Code-named Mission 2013B, the exercises are the third installment this year of a series of military drills. Participating in the exercise are ground troops from the 42nd Army of the Guangzhou Military Region command — the military’s crack force that was the main fighting unit during the Korean War and the 1979 invasion of Vietnam.

Air force units, surface warships and amphibious vessels, and electronic warfare groups from the Guangzhou and Nanjing region commands also formed a key portion of the war games.

In September, an earlier exercise, Mission 2013A, involved more than 40,000 troops from multiple services aimed at a large-scale island invasion either in the South China Sea or East China Sea where China has encountered strong resistance to its claims of territorial or maritime assets.

A third exercise, Mission 2013C, was conducted and directed primarily by the air force.

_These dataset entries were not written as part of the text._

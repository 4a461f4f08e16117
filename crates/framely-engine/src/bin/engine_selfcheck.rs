use framely_engine::logging::init_tracing;
use framely_engine::metrics::{init_metrics, names};
use framely_engine::{EngineConfig, Phase, ResourcePool, StageGraph};
use framely_vl_client::VlClient;
use metrics_exporter_prometheus::PrometheusHandle;

#[tokio::main]
async fn main() -> anyhow::Result<()> {
    init_tracing();
    let metrics = init_metrics()?;

    let config = EngineConfig::load()?;
    println!(
        "engine-selfcheck: starting with config={} gpu_semaphore={}",
        config.source.display(),
        config.analysis.runtime.gpu_semaphore
    );

    ensure_stage_graph();
    ensure_pool(config.analysis.runtime.gpu_semaphore).await?;
    ensure_metrics(&metrics)?;
    check_reasoning_service().await;

    println!("engine-selfcheck: ok");
    Ok(())
}

fn ensure_stage_graph() {
    let graph = StageGraph::standard();
    for (i, group) in graph.groups().iter().enumerate() {
        let names: Vec<&str> = group.iter().map(|s| s.as_str()).collect();
        println!("engine-selfcheck: group {} [{}]", i, names.join(", "));
    }
    println!(
        "engine-selfcheck: {} accelerator stages in the GPU phase",
        graph.stages_in(Phase::Gpu).len()
    );
}

async fn ensure_pool(max: usize) -> anyhow::Result<()> {
    let pool = ResourcePool::new(max);
    let permit = pool
        .acquire()
        .await
        .map_err(|e| anyhow::anyhow!("resource pool unusable: {}", e))?;
    if pool.active() != 1 {
        return Err(anyhow::anyhow!(
            "resource pool reports {} active holders, expected 1",
            pool.active()
        ));
    }
    drop(permit);
    Ok(())
}

/// The pool check must have reached the installed recorder.
fn ensure_metrics(handle: &PrometheusHandle) -> anyhow::Result<()> {
    let rendered = handle.render();
    if !rendered.contains(names::POOL_ACTIVE) {
        return Err(anyhow::anyhow!(
            "metrics recorder did not receive {}",
            names::POOL_ACTIVE
        ));
    }
    println!(
        "engine-selfcheck: metrics recorder ok ({} series lines)",
        rendered.lines().filter(|l| !l.starts_with('#')).count()
    );
    Ok(())
}

/// The reasoning service is optional at startup; report but do not fail.
async fn check_reasoning_service() {
    match VlClient::from_env() {
        Ok(client) => match client.health_check().await {
            Ok(true) => println!(
                "engine-selfcheck: reasoning service reachable at {}",
                client.config().base_url
            ),
            _ => println!(
                "engine-selfcheck: warning: reasoning service unreachable at {}",
                client.config().base_url
            ),
        },
        Err(e) => println!("engine-selfcheck: warning: reasoning client init failed: {}", e),
    }
}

China’s state media enthusiastically reported the current Guangzhou exercise. State-run China Central Television (CCTV) prominently featured the drill from multiple angles, including a display of an operational map of Taiwan and nearby islands that were marked as key military targets.

“The exercise will test dozens of new fighting methods developed by our troops in a live-fire environment,” CCTV reported during an evening prime-time broadcast.

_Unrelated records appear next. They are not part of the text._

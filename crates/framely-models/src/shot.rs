//! Shots and their analysis bundles.

use schemars::JsonSchema;
use serde::{Deserialize, Serialize};
use std::collections::BTreeMap;
use std::fmt;

use crate::detection::{AudioStats, DetectorResult, ObjectDetection, ReasoningOutput, StagePayload};
use crate::error::{ModelError, ModelResult};
use crate::stage::Stage;

/// Degradation applied to a shot's configuration after resource exhaustion.
#[derive(Debug, Clone, Copy, PartialEq, Eq, Hash, Serialize, Deserialize, JsonSchema)]
#[serde(rename_all = "snake_case")]
pub enum DegradationFlag {
    /// Segmentation refinement was disabled
    Sam2Off,
    /// Super-resolution was disabled
    SrOff,
    /// The reasoning frame context was halved
    QwenCtxShrink,
}

impl DegradationFlag {
    pub fn as_str(&self) -> &'static str {
        match self {
            DegradationFlag::Sam2Off => "sam2_off",
            DegradationFlag::SrOff => "sr_off",
            DegradationFlag::QwenCtxShrink => "qwen_ctx_shrink",
        }
    }
}

impl fmt::Display for DegradationFlag {
    fn fmt(&self, f: &mut fmt::Formatter<'_>) -> fmt::Result {
        write!(f, "{}", self.as_str())
    }
}

/// Reference to an extracted frame on disk.
#[derive(Debug, Clone, PartialEq, Eq, Serialize, Deserialize, JsonSchema)]
pub struct FrameRef {
    /// Absolute frame index in the video
    pub index: u64,
    pub path: String,
}

impl FrameRef {
    pub fn new(index: u64, path: impl Into<String>) -> Self {
        Self {
            index,
            path: path.into(),
        }
    }
}

/// A contiguous frame range and everything the pipeline learned about it.
///
/// The pipeline mutates a shot in place while it runs; once a shot is placed
/// in a report it is read-only.
#[derive(Debug, Clone, PartialEq, Serialize, Deserialize, JsonSchema)]
pub struct Shot {
    pub shot_id: String,
    /// Position in the video, zero-based
    pub index: usize,
    pub start_frame: u64,
    /// Exclusive end frame
    pub end_frame: u64,
    pub fps: f64,
    #[serde(default)]
    pub frames: Vec<FrameRef>,
    #[serde(default)]
    pub detectors: BTreeMap<Stage, DetectorResult>,
    #[serde(default)]
    pub flags: Vec<DegradationFlag>,
    #[serde(default, skip_serializing_if = "Option::is_none")]
    pub reasoning: Option<ReasoningOutput>,
    #[serde(default, skip_serializing_if = "Vec::is_empty")]
    pub warnings: Vec<String>,
}

impl Shot {
    /// Create a shot covering `[start_frame, end_frame)`.
    pub fn new(index: usize, start_frame: u64, end_frame: u64, fps: f64) -> ModelResult<Self> {
        if end_frame <= start_frame {
            return Err(ModelError::invalid_shot(format!(
                "shot {} has empty frame range {}..{}",
                index, start_frame, end_frame
            )));
        }
        if fps.is_nan() || fps <= 0.0 {
            return Err(ModelError::invalid_shot(format!(
                "shot {} has non-positive fps {}",
                index, fps
            )));
        }

        Ok(Self {
            shot_id: Self::id_for(index),
            index,
            start_frame,
            end_frame,
            fps,
            frames: Vec::new(),
            detectors: BTreeMap::new(),
            flags: Vec::new(),
            reasoning: None,
            warnings: Vec::new(),
        })
    }

    /// Canonical shot id for an index (`sh_000`, `sh_001`, ...).
    pub fn id_for(index: usize) -> String {
        format!("sh_{:03}", index)
    }

    pub fn with_frames(mut self, frames: Vec<FrameRef>) -> Self {
        self.frames = frames;
        self
    }

    pub fn frame_count(&self) -> u64 {
        self.end_frame.saturating_sub(self.start_frame)
    }

    pub fn duration_s(&self) -> f64 {
        self.frame_count() as f64 / self.fps
    }

    pub fn start_s(&self) -> f64 {
        self.start_frame as f64 / self.fps
    }

    pub fn end_s(&self) -> f64 {
        self.end_frame as f64 / self.fps
    }

    pub fn result(&self, stage: Stage) -> Option<&DetectorResult> {
        self.detectors.get(&stage)
    }

    pub fn has_flag(&self, flag: DegradationFlag) -> bool {
        self.flags.contains(&flag)
    }

    /// Record a flag once.
    pub fn add_flag(&mut self, flag: DegradationFlag) {
        if !self.has_flag(flag) {
            self.flags.push(flag);
        }
    }

    /// Most refined object stage that ran successfully.
    pub fn object_stage(&self) -> Option<Stage> {
        Stage::OBJECT_PRECEDENCE.iter().copied().find(|stage| {
            self.detectors
                .get(stage)
                .is_some_and(|r| !r.is_degraded() && r.payload.objects().is_some())
        })
    }

    /// Best available object list (see [`Shot::object_stage`]).
    pub fn objects(&self) -> Option<&[ObjectDetection]> {
        self.object_stage()
            .and_then(|stage| self.detectors.get(&stage))
            .and_then(|result| result.payload.objects())
    }

    pub fn objects_mut(&mut self) -> Option<&mut Vec<ObjectDetection>> {
        let stage = self.object_stage()?;
        self.detectors
            .get_mut(&stage)
            .and_then(|result| result.payload.objects_mut())
    }

    /// Mean brightness, 0.5 when color analysis did not run.
    pub fn brightness(&self) -> f64 {
        match self.detectors.get(&Stage::ColorComp).map(|r| &r.payload) {
            Some(StagePayload::Color(stats)) => stats.brightness,
            _ => 0.5,
        }
    }

    /// Reasoned mood, "neutral" when reasoning did not produce one.
    pub fn mood(&self) -> &str {
        self.reasoning
            .as_ref()
            .and_then(|r| r.mood())
            .unwrap_or("neutral")
    }

    pub fn camera_motion(&self) -> bool {
        match self.detectors.get(&Stage::MotionSaliency).map(|r| &r.payload) {
            Some(StagePayload::Motion(stats)) => stats.camera_motion,
            _ => false,
        }
    }

    pub fn audio(&self) -> Option<&AudioStats> {
        match self.detectors.get(&Stage::AudioEng).map(|r| &r.payload) {
            Some(StagePayload::Audio(stats)) => Some(stats),
            _ => None,
        }
    }

    /// Clear pipeline output so the shot can be analyzed again from scratch.
    ///
    /// Flags survive: they describe the configuration of the next attempt.
    pub fn reset_analysis(&mut self) {
        self.detectors.clear();
        self.reasoning = None;
        self.warnings.clear();
    }
}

Another key feature of the exercises was to show off joint military operations across a vast territory under two or more of China’s seven military regional commands.

During the three exercises so far, the Nanjing and Guangzhou Military Region commands played the central role in linking each command by rapidly transporting tens of thousands of troops and multiple weapons platforms — including tanks, missiles, aircraft, surface and amphibious warships, radar and other logistics items — in China’s southern and southeastern maritime provinces.

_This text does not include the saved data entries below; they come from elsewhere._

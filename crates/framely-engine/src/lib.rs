//! Video analysis orchestration engine.
//!
//! This crate provides:
//! - The stage graph and the bounded accelerator pool
//! - The per-shot pipeline with its fallback ladder and single retry
//! - Per-shot object tracking
//! - Scene assembly, coverage metrics and the quality gate
//! - Risk detection and the run coordinator producing the final report
//! - Configuration loading, structured logging and metrics

pub mod config;
pub mod coordinator;
pub mod coverage;
pub mod detector;
pub mod error;
pub mod hashing;
pub mod logging;
pub mod metrics;
pub mod pipeline;
pub mod reasoning;
pub mod resource_pool;
pub mod risks;
pub mod scenes;
pub mod stage_graph;
pub mod stats;
pub mod tracking;

pub use config::EngineConfig;
pub use coordinator::{PreparedVideo, Preparer, RunCoordinator, RunRequest};
pub use coverage::{compute_coverage, evaluate_gate};
pub use detector::{Detector, DetectorSet, StageContext};
pub use error::{DetectorError, RunError, RunResult, ShotError, ShotResult};
pub use logging::RunLogger;
pub use metrics::RunMetrics;
pub use pipeline::ShotPipeline;
pub use reasoning::ReasoningService;
pub use resource_pool::{PoolPermit, ResourcePool};
pub use scenes::assemble;
pub use stage_graph::{Phase, ResourceClass, StageGraph};
pub use tracking::{TrackKey, TrackState};
//! Scenes: consecutive shots grouped by visual continuity.

use schemars::JsonSchema;
use serde::{Deserialize, Serialize};

use crate::detection::ReasoningOutput;

#[derive(Debug, Clone, PartialEq, Serialize, Deserialize, JsonSchema)]
pub struct SceneAudio {
    /// Mean integrated loudness over member shots
    pub avg_loudness: f64,
    pub has_speech: bool,
    pub has_music: bool,
}

/// Aggregated features of a scene's member shots.
#[derive(Debug, Clone, PartialEq, Serialize, Deserialize, JsonSchema)]
pub struct SceneFeatures {
    pub avg_brightness: f64,
    pub dominant_mood: String,
    pub has_camera_motion: bool,
    pub shot_count: usize,
    pub total_duration_s: f64,
    pub audio: SceneAudio,
}

#[derive(Debug, Clone, PartialEq, Serialize, Deserialize, JsonSchema)]
pub struct Scene {
    pub scene_id: String,
    /// Member shot ids in shot order
    pub shots: Vec<String>,
    pub start_frame: u64,
    pub end_frame: u64,
    pub features: SceneFeatures,
    #[serde(default, skip_serializing_if = "Option::is_none")]
    pub narrative: Option<ReasoningOutput>,
}

impl Scene {
    /// Canonical scene id for an index (`sc_000`, `sc_001`, ...).
    pub fn id_for(index: usize) -> String {
        format!("sc_{:03}", index)
    }

    pub fn contains(&self, shot_id: &str) -> bool {
        self.shots.iter().any(|id| id == shot_id)
    }
}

Another emphasis is to commandeer and mobilize large civilian transportation assets including the regional railway, highway and civil aviation systems and industries that will participate in future operations.

Also stressed in the exercises is the need for the military to integrate combat information and command systems operated by various units and service branches.

“During this exercise, we will emphasize the leading role of information warfare in a real war,” said Gen. Zhou Shangping, chief of operations at the Guangzhou Military Region headquarters.

“We will buttress our information warfare with our solid support systems, and we will fight our war with our skilled and trained troops,” said Gen. Zhou who was extensively interviewed by CCTV.

“This exercise will be conducted in various possible battle scenarios including conditions of danger, difficulty and risk, with the objective of enhancing our capabilities of joint command, joint operations and joint support.”

All military units have been on a binge of drills since Xi Jinping took over last November as China’s supreme leader. Yet there have been many cases of false reporting on drill outcomes to headquarters commanders.

“We are not afraid of our problems and shortcomings being exposed during this exercise … and are determined to sweep the trend of formalism and fraud out of the exercise fields,” CCTV quoted one senior military official as saying.

The display of an operational military map of Taiwan during Mission 2013B caused a big stir in the democratic island nation that is claimed by China.

Taiwan’s United Daily News cited sources in China as claiming the maneuver was designed to intimidate Taiwan, which so far has refused to engage in negotiations for a “political settlement” with China. Taiwanese President Ma Ying-yeou‘s mainland policy has been viewed as slavishly accommodating to China.